Some of you may have noticed coupler articles of mine that have been published in the Straight Furrow; these have come from my Blog site: “WaidaleRams-Ike Williams”. I have got back into this in an attempt to improve my website’s showing on searches, so it comes up first ideally, if your not on the first page it’s a waste of time. Plus its an outlet for me to say what I think, as there is plenty in these rural mags that annoy the hell out of me, I hope to put something up once a week, but with lambing it has taken a back seat, but if you are interested in some of my rantings take a look, it might amuse you.

Some Key things to remember about Waidale:

• All flocks SIL recorded and Macro stock recorded

• All Romney ewes that have two singles in a row are culled

• DNA profiling for Footrot and cold tolerance of sires for several years now

• All ram hoggets are eye muscled scanned

• We consistently wean in excess of 150%

• All rams put up for sale are sound, genuine stockmanship is applied: we are not just about figures.

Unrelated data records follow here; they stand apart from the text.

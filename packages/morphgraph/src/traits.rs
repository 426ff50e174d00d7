//! Read-only graph capability shared by the traversal and path algorithms.

use crate::core::{EdgeId, NodeId};

/// Minimal read-only graph trait. Algorithms written against it never see
/// payloads or labels, only ids, incidence and weights.
pub trait GraphBase {
    /// Number of nodes.
    fn order(&self) -> usize;
    /// Number of physical edges.
    fn size(&self) -> usize;

    fn is_directed(&self) -> bool;

    fn contains_node(&self, v: NodeId) -> bool;
    fn node_ids(&self) -> Box<dyn Iterator<Item = NodeId> + '_>;

    /// Every edge touching `v`, in insertion order, regardless of direction.
    fn incident_edges(&self, v: NodeId) -> Box<dyn Iterator<Item = EdgeId> + '_>;

    /// The node reached by walking `e` starting at `from`, or `None` if the
    /// edge cannot be walked from there.
    fn traverse(&self, e: EdgeId, from: NodeId) -> Option<NodeId>;

    fn weight_of(&self, e: EdgeId) -> Option<f64>;

    /// Nodes reachable from `v` through one edge, in incidence order.
    /// A neighbour connected by several edges appears once per edge.
    fn successors(&self, v: NodeId) -> Box<dyn Iterator<Item = NodeId> + '_> {
        Box::new(
            self.incident_edges(v)
                .filter_map(move |e| self.traverse(e, v)),
        )
    }
}
use std::collections::HashMap;

use tracing::debug;

use crate::core::{GraphData, NodeId};
use crate::flags::GraphFlags;
use crate::graph::Graph;
use crate::traits::GraphBase;

fn tree_flags<K: GraphData, L: Clone>(graph: &Graph<K, L>) -> GraphFlags {
    if graph.is_directed() {
        GraphFlags::DIRECTED | GraphFlags::BLOB
    } else {
        GraphFlags::TREE
    }
}

/// Copies the depth-first tree of `graph` rooted at `start` into `tree`.
/// `mapping` translates source ids to tree ids and doubles as the visited set.
fn grow_tree<K, L>(
    graph: &Graph<K, L>,
    start: NodeId,
    tree: &mut Graph<K, L>,
    mapping: &mut HashMap<NodeId, NodeId>,
) where
    K: GraphData,
    L: Clone,
{
    let Some(node) = graph.node(start) else {
        return;
    };
    if mapping.contains_key(&start) {
        return;
    }
    mapping.insert(start, tree.add_node_id(node.value().clone()));

    let directed = graph.is_directed();
    let mut stack = vec![start];
    while let Some(current) = stack.pop() {
        for e in graph.incident_edges(current) {
            let Some(next) = graph.traverse(e, current) else {
                continue;
            };
            if mapping.contains_key(&next) {
                continue;
            }
            let (Some(edge), Some(next_node)) = (graph.edge(e), graph.node(next)) else {
                continue;
            };
            let Some(&tree_from) = mapping.get(&current) else {
                continue;
            };
            let tree_to = tree.add_node_id(next_node.value().clone());
            mapping.insert(next, tree_to);

            let tree_edge = tree.insert_edge_raw(
                tree_from,
                tree_to,
                directed,
                edge.weight(),
                edge.label().cloned(),
            );
            tree.commit_edge(tree_edge);
            stack.push(next);
        }
    }
}

/// The depth-first tree of everything reachable from `start`.
///
/// Undirected sources give a `TREE` graph; directed sources give a directed
/// acyclic one. Payloads, weights and labels are cloned.
pub fn reachable_subtree<K, L>(graph: &Graph<K, L>, start: NodeId) -> Graph<K, L>
where
    K: GraphData,
    L: Clone,
{
    let mut tree = Graph::new(tree_flags(graph));
    let mut mapping = HashMap::new();
    grow_tree(graph, start, &mut tree, &mut mapping);
    debug!(nodes = tree.nnodes(), edges = tree.nedges(), "built reachable subtree");
    tree
}

/// A depth-first spanning forest covering every node.
///
/// Trees are grown from each subgraph root first. On a directed graph a
/// root may not reach its whole weak component, so any node still missing
/// afterwards starts a tree of its own.
pub fn spanning_forest<K, L>(graph: &Graph<K, L>) -> Graph<K, L>
where
    K: GraphData,
    L: Clone,
{
    let mut tree = Graph::new(tree_flags(graph));
    let mut mapping = HashMap::with_capacity(graph.nnodes());
    for start in graph.subgraph_roots().into_iter().chain(graph.nodes()) {
        grow_tree(graph, start, &mut tree, &mut mapping);
    }
    debug!(nodes = tree.nnodes(), edges = tree.nedges(), "built spanning forest");
    tree
}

• Only sires that look the part and have the figures are used at Waidale, they must be both.

• Probably the most good looking ram breeder in the country!!!!!!! Got to have some humour yes?

Well I hope to see you most of you in the next month, and most certainly at my sale, if you want to know anything that I have not covered or have covered, please feel free to give me a call.


Ike Williams.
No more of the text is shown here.